Firms who specialise in family law and have recently audited files and report last caseload which numbered hundreds will be reduced to single figures once these cuts take effect.

The reason a civil remedy was brought into existence in the 1970s was to address this very problem. These provisions take us back 40 years and will seen many women trapped in abusive relationships.

Any civilised society has to have a rule of law. However if that rule of law is to be of anything but notional value, there must be an equal right of access. To deny that some of the most vulnerable members of society the support of that society to seek protection is a dangerous and retrograde step. I certainly hope that these provisions will be opposed in the Lords

Friday, 28 October 2011

National Shrine or National Shame

So St Pauls is to re-open and legal moves begin to forcibly remove the protestors.

This has led to the decision of Cannon Giles Fraser to resign. In expressing his concern about these developments he told the Guardian -

"St Paul was a tentmaker. If you looked around and you tried to recreate where Jesus would be born – for me, I could imagine Jesus being born in the camp,"

He went on to say  - 

"The church cannot answer peaceful protest with violence."

This again raises the question of the point of a Cathedral like St Pauls. It is a beautiful building which attracts many tourists who bring in healthy revenue. But it is essentially a church - a place where people remember and think about the life, works and message of Jesus Christ. He unequivocally identified with the poor and vulnerable and would have stood alonside Giles Fraser.

The BBC's religious correspondent Robert Piggot says on their website - 

'But the truth is that St Paul's is a national shrine, a theatre for the finest religious music and worship. That role was reasserted today.'

Well call it a national shrine and theatre if you like. But don't call it 'worship' and then disregard those who are campaigning for issues at the heart of the Christian message. Because it then ceases to be any more than a popular tourist venue.

Thursday, 27 October 2011

How do we judge cuts?

A couple of weeks ago I raised the question of cuts to public funding and the knock on effect to Access to Justice.

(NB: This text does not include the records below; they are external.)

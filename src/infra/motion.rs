//! Motion smoothing - turns discrete movement intents into bounded velocity

use super::Vec2;

/// Velocities below this magnitude settle to zero when no movement is requested
const REST_EPSILON: f32 = 1e-3;

#[derive(Debug, Clone)]
pub struct MotionConfig {
    /// Maximum speed in pixels per tick
    pub max_speed: f32,
    /// Maximum change of velocity per tick
    pub max_acceleration: f32,
}

impl Default for MotionConfig {
    fn default() -> Self {
        Self {
            max_speed: 5.0,
            max_acceleration: 0.75,
        }
    }
}

/// Rate-limits velocity changes so either decision source produces continuous motion
#[derive(Debug, Clone)]
pub struct MotionSmoother {
    config: MotionConfig,
}

impl MotionSmoother {
    pub fn new(config: MotionConfig) -> Self {
        Self { config }
    }

    pub fn config(&self) -> &MotionConfig {
        &self.config
    }

    /// Steps `previous` toward `raw_intent` (a desired velocity).
    ///
    /// The result never exceeds `max_speed` and differs from the (sanitized)
    /// previous velocity by at most `max_acceleration`. Reversing the intent
    /// therefore decelerates through zero over several ticks.
    pub fn smooth(&self, raw_intent: Vec2, previous: Vec2) -> Vec2 {
        let max_speed = self.config.max_speed.max(0.0);
        let max_accel = self.config.max_acceleration.max(0.0);

        let previous = if previous.is_finite() {
            previous.clamp_length(max_speed)
        } else {
            Vec2::ZERO
        };
        let desired = if raw_intent.is_finite() {
            raw_intent.clamp_length(max_speed)
        } else {
            Vec2::ZERO
        };

        // Both endpoints lie inside the speed disc, so any point between them does too
        let delta = (desired - previous).clamp_length(max_accel);
        let next = previous + delta;

        if desired == Vec2::ZERO && next.length() < REST_EPSILON.min(max_accel) {
            Vec2::ZERO
        } else {
            next
        }
    }

    /// Smooths a unit direction scaled to full speed
    pub fn smooth_direction(&self, direction: Vec2, previous: Vec2) -> Vec2 {
        self.smooth(direction * self.config.max_speed, previous)
    }
}
pub mod controller;
pub mod error;
pub mod infra;
pub mod planners;
pub mod state;

// Re-export commonly used types for convenience
pub use controller::{
    ControlOutput, Controller, ControllerConfig, ControllerStats, DecisionOrigin, DecisionSource,
    arbitrate,
};
pub use infra::{Bounds, MotionConfig, MotionSmoother, Vec2};
pub use planners::heuristic::{BehaviorState, FallbackConfig, FallbackStateMachine};
pub use planners::rl::{ActionId, ObservationVector, Policy, PolicyInferenceEngine, StateEncoder};
pub use state::WorldSnapshot;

I was adding my voice to those arguing that this was a false economy; in both social and economic terms. One major fear concerns the capacity of the courts to cope with the inevitable increase in unrepresented parties before the courts.

This concern was shared yesterday by the country's leading judges.

Lord Hope, one of the Supreme Court judges said -

"It doesn't affect us [in the supreme court] but lower down the system it has a major effect. I well understand the huge concern about public expense but people who take these decisions must understand that narrowing legal aid has a cost implication on the system and its efficiency and quality."

Our Senior woman judge, Lady Hale added - 


"The judges, of course, worry about the extent to which denying people access to legal representation and legal advice will … change radically the role of the court in seeking to do justice. I think all the judges are worried about this."

I hope that this contribution will help the penny to drop with the MOJ and the Treasury. Restricting funding for representation will lead to a cosmetic saving in the legal aid budget. But there will be a far greater cost to the Administration of Justice alongside diluting the system for which we have been rightly proud.